Thx bud. Debating on if i should paint the case same color mixed with black or do some air brushed designs.


----------



## d1nky (Jul 24, 2013)

that would be a bit risky, all blue. 

think black with blue accents would be the best bet.


----------



## Durvelle27 (Jul 24, 2013)

d1nky said:


> that would be a bit risky, all blue.
> 
> think black with blue accents would be the best bet.

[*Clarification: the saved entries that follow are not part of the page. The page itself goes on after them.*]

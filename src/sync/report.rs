//! Run reports.
//!
//! Per-item failures never abort a run; they are collected here and shown
//! to the user once the run completes. A memo that could not be written or
//! tagged keeps the checkpoint where it is, so the next run retries it.

use std::collections::BTreeSet;

use serde::Serialize;

use crate::model::MemoId;

use super::block_map::BlockIdMap;

/// The step an item failed in.
#[derive(Debug, Clone, Copy, PartialEq, Eq, Serialize)]
#[serde(rename_all = "snake_case")]
pub enum FailureStage {
    /// Removing a stale block.
    Delete,
    /// Creating the memo's block or document.
    Write,
    /// Linking a relation marker.
    Relation,
    /// Tagging a written block with its memo id.
    Attribute,
}

impl FailureStage {
    /// Whether a failure in this stage leaves a memo missing from SiYuan.
    #[must_use]
    pub const fn loses_memo(self) -> bool {
        matches!(self, Self::Write | Self::Attribute)
    }
}

impl std::fmt::Display for FailureStage {
    fn fmt(&self, f: &mut std::fmt::Formatter<'_>) -> std::fmt::Result {
        match self {
            Self::Delete => write!(f, "delete"),
            Self::Write => write!(f, "write"),
            Self::Relation => write!(f, "relation"),
            Self::Attribute => write!(f, "attribute"),
        }
    }
}

/// One skipped item.
#[derive(Debug, Clone, PartialEq, Eq, Serialize)]
pub struct ItemFailure {
    pub memo_id: MemoId,
    pub stage: FailureStage,
    pub message: String,
}

impl ItemFailure {
    pub fn new(memo_id: MemoId, stage: FailureStage, message: impl Into<String>) -> Self {
        Self {
            memo_id,
            stage,
            message: message.into(),
        }
    }
}

impl std::fmt::Display for ItemFailure {
    fn fmt(&self, f: &mut std::fmt::Formatter<'_>) -> std::fmt::Result {
        write!(f, "memo #{} ({}): {}", self.memo_id, self.stage, self.message)
    }
}

/// What the writer did.
#[derive(Debug, Clone, Default)]
pub struct WriteReport {
    /// Blocks (or documents) written in this run.
    pub written: BlockIdMap,
    /// Stale block ids removed.
    pub deleted: Vec<String>,
    pub failures: Vec<ItemFailure>,
}

/// Summary of a completed sync run.
#[derive(Debug, Clone, Default, Serialize)]
pub struct SyncReport {
    pub added: usize,
    pub stale: usize,
    pub written: usize,
    pub deleted: usize,
    pub downloaded: usize,
    pub failures: Vec<ItemFailure>,
    /// The persisted checkpoint, if it was advanced.
    pub checkpoint: Option<String>,
}

impl SyncReport {
    /// Distinct memos that were not written or not tagged.
    #[must_use]
    pub fn unwritten(&self) -> usize {
        let ids: BTreeSet<MemoId> = self
            .failures
            .iter()
            .filter(|f| f.stage.loses_memo())
            .map(|f| f.memo_id)
            .collect();
        ids.len()
    }

    /// One-line summary suitable for a notification.
    #[must_use]
    pub fn summary(&self) -> String {
        let mut text = format!(
            "Synced {} memo(s), removed {} stale block(s), downloaded {} resource(s)",
            self.written, self.deleted, self.downloaded
        );
        if !self.failures.is_empty() {
            text.push_str(&format!(", {} item(s) skipped", self.failures.len()));
        }
        text
    }
}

Or Black with blue accents and Air Brush some designs on the side panels


----------



## Sinzia (Jul 24, 2013)

in4t3hsub.

I like that blue!


----------



## Durvelle27 (Jul 24, 2013)

Will be based on Black Lightning


----------



## Durvelle27 (Jul 24, 2013)

A few other themes i'm thinking on.


----------



## PopcornMachine (Jul 24, 2013)

Nice blue paint there.


----------



## Durvelle27 (Jul 24, 2013)

Had to remove the HDD cage and move the Hard drives in order to get the Radiator to fit


----------



## d1nky (Jul 24, 2013)

i was thinking about doing that with my rig, you having the rad vertical?


----------



## Durvelle27 (Jul 24, 2013)

d1nky said:


> i was thinking about doing that with my rig, you having the rad vertical?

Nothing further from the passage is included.